Input data:
══════════

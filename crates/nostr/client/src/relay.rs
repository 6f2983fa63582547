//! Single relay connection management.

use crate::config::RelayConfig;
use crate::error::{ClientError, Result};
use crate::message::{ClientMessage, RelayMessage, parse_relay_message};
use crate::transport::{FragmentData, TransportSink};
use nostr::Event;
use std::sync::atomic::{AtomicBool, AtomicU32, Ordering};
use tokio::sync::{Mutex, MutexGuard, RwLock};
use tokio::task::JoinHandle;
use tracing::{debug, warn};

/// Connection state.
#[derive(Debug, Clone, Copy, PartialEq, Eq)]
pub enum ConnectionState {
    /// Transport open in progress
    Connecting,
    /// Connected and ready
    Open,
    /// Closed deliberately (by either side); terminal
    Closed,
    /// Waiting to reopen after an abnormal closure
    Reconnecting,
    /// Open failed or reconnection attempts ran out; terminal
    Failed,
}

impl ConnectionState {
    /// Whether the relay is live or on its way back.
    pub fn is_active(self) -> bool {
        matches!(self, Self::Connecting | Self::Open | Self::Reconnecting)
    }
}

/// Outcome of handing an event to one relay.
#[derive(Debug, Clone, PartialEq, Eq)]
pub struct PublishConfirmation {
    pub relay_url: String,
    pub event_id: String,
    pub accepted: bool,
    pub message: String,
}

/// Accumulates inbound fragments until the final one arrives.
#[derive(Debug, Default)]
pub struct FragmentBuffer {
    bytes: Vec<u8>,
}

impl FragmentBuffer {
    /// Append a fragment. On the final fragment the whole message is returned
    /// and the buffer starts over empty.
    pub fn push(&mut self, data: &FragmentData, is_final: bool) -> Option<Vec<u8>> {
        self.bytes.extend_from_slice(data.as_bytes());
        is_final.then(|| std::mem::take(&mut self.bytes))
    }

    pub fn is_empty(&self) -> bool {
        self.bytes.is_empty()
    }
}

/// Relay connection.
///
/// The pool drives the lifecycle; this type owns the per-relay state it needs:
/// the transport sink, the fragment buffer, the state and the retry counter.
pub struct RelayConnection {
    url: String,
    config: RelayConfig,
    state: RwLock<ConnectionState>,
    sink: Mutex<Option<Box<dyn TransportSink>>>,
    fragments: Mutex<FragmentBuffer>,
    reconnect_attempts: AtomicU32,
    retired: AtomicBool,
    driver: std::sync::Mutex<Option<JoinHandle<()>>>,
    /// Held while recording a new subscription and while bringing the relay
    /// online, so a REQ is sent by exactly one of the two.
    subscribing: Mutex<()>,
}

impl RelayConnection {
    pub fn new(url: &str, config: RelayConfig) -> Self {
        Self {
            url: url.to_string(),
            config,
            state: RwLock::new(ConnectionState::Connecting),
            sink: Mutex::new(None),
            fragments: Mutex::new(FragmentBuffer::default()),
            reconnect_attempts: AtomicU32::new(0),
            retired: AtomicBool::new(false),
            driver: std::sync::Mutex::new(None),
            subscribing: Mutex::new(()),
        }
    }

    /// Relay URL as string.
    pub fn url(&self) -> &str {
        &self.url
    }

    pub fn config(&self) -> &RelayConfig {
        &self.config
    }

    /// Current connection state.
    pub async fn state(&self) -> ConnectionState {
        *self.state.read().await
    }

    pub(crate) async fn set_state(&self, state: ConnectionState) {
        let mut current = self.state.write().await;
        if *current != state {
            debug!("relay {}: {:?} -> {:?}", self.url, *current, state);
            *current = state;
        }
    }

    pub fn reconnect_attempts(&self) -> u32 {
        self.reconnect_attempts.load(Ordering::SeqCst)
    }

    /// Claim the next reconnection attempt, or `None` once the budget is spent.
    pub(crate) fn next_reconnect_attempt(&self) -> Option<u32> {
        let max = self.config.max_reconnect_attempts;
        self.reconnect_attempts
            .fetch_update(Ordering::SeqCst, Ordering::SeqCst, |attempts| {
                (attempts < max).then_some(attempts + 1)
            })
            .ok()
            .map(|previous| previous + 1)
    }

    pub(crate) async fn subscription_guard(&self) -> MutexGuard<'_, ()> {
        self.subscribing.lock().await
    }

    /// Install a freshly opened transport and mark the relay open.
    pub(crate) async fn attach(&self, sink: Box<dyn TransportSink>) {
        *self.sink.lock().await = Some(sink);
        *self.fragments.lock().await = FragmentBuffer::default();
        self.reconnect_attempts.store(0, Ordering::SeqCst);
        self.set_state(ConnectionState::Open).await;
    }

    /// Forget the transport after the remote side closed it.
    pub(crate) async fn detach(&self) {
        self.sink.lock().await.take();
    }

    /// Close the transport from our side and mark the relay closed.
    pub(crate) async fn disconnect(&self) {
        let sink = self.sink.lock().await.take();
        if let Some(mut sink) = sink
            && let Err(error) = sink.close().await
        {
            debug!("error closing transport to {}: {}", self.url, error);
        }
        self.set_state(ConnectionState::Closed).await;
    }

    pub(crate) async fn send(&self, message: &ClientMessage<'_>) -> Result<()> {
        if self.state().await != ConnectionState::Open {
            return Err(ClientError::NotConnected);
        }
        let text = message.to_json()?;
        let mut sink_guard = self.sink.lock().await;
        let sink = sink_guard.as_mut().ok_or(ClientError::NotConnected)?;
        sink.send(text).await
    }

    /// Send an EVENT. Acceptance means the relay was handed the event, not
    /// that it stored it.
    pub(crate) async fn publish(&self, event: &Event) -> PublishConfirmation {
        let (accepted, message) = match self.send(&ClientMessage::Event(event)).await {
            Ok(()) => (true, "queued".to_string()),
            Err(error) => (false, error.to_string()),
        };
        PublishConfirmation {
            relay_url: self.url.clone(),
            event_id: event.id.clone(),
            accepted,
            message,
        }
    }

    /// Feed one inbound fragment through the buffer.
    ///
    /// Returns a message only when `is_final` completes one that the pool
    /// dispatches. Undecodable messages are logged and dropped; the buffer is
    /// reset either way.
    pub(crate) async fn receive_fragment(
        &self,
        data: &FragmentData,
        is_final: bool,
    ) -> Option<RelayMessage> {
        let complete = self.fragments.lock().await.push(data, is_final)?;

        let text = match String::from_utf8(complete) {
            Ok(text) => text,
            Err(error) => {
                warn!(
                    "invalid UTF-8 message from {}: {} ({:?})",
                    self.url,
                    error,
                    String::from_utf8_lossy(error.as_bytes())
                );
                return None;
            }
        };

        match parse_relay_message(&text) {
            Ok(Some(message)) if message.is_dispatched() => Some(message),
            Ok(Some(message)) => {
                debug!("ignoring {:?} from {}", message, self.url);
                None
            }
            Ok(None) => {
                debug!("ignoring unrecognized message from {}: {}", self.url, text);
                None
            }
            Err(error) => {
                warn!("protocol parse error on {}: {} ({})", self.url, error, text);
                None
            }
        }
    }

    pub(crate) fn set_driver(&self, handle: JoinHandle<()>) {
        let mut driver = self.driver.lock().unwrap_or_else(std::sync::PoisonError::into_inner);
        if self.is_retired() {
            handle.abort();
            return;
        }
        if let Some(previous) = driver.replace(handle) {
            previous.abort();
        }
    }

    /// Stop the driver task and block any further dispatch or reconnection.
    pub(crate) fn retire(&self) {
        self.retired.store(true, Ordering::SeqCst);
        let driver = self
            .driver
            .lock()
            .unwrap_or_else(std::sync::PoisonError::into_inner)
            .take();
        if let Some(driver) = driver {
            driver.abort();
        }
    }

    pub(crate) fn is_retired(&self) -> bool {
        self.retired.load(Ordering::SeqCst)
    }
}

══════════

Your goal:
Where a line of the listing holds "reconnection", show that line.

Answer section:
    /// Open failed or reconnection attempts ran out; terminal
    /// Claim the next reconnection attempt, or `None` once the budget is spent.
    /// Stop the driver task and block any further dispatch or reconnection.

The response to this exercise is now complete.